» What needs to be done
From the entries below, gather every line containing the string "InvalidFile".

────

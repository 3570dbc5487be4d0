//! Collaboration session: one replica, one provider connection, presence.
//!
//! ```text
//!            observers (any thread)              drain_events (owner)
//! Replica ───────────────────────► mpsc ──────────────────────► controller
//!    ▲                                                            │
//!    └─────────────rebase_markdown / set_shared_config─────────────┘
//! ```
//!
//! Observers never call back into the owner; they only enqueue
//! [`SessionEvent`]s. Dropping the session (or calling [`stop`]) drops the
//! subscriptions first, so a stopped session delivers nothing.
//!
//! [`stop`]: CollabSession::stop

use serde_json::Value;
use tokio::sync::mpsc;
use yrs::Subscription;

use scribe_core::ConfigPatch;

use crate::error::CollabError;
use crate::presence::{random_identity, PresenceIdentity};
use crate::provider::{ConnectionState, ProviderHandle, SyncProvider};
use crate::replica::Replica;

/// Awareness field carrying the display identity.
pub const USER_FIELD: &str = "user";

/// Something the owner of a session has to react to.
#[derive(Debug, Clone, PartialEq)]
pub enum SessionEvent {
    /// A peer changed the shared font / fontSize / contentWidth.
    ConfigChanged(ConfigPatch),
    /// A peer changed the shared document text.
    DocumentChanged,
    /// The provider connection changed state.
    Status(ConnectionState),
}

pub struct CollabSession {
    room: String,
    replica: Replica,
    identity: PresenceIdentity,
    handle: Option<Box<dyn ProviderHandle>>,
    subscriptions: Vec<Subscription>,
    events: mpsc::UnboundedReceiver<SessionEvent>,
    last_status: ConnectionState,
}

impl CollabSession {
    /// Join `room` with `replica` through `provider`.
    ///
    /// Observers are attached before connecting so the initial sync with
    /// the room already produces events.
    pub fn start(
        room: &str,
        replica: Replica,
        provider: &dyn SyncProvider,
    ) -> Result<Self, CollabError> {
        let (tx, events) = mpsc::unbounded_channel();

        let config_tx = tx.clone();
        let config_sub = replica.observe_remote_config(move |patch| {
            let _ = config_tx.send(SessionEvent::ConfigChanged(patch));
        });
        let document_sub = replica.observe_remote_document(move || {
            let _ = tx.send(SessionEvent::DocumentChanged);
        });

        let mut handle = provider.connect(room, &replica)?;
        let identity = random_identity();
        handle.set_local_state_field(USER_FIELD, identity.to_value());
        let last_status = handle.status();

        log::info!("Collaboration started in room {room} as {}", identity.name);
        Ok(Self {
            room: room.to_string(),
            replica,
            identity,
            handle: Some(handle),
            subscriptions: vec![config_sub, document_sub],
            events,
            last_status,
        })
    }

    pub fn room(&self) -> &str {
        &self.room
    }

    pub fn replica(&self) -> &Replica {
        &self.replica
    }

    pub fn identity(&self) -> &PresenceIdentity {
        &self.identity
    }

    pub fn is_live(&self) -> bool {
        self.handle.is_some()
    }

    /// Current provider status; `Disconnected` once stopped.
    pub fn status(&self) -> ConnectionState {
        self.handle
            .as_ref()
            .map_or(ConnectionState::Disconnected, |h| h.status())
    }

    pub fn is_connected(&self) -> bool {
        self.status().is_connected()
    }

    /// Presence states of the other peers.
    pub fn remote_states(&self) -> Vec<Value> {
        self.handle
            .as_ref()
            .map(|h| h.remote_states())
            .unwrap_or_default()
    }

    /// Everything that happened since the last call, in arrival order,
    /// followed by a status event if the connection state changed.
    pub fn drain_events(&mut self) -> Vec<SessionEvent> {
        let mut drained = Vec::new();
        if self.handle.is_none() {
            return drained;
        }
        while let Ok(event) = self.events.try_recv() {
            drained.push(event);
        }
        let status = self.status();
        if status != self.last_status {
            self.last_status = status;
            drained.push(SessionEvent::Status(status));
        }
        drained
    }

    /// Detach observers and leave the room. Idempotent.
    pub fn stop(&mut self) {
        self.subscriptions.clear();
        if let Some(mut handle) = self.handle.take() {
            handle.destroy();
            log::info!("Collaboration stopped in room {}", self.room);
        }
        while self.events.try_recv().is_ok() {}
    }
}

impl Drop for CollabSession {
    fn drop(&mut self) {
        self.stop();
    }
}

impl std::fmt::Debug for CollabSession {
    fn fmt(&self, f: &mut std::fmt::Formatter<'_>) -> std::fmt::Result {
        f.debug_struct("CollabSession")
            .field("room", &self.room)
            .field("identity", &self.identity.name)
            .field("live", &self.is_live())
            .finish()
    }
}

────

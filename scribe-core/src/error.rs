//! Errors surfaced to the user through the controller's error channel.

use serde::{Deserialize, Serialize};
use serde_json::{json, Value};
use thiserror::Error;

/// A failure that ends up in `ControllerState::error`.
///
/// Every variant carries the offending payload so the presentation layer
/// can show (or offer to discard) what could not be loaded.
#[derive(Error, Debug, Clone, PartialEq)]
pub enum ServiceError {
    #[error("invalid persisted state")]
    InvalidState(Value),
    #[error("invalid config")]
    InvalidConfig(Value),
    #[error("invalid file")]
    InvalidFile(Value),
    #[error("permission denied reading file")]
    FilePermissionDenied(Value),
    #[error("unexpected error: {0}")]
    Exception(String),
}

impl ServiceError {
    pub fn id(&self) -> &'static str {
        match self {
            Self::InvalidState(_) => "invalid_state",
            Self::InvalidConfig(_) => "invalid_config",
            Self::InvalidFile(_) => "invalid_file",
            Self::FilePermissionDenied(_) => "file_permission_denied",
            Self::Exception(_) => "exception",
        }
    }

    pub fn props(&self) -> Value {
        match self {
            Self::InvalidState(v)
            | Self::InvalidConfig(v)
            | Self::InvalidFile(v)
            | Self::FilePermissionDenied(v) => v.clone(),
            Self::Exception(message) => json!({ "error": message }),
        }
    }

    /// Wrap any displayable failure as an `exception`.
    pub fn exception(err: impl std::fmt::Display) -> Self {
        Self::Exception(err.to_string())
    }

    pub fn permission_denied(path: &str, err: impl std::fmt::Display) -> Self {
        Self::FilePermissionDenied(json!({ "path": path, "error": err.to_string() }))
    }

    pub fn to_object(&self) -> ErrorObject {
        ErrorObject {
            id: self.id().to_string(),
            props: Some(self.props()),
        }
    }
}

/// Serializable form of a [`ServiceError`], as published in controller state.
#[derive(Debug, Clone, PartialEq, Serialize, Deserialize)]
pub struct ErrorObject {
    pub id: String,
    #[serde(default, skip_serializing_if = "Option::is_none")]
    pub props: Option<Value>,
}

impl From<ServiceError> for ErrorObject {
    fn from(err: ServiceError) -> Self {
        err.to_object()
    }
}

────

» Reply to the task
    InvalidFile(Value),
            Self::InvalidFile(_) => "invalid_file",
            | Self::InvalidFile(v)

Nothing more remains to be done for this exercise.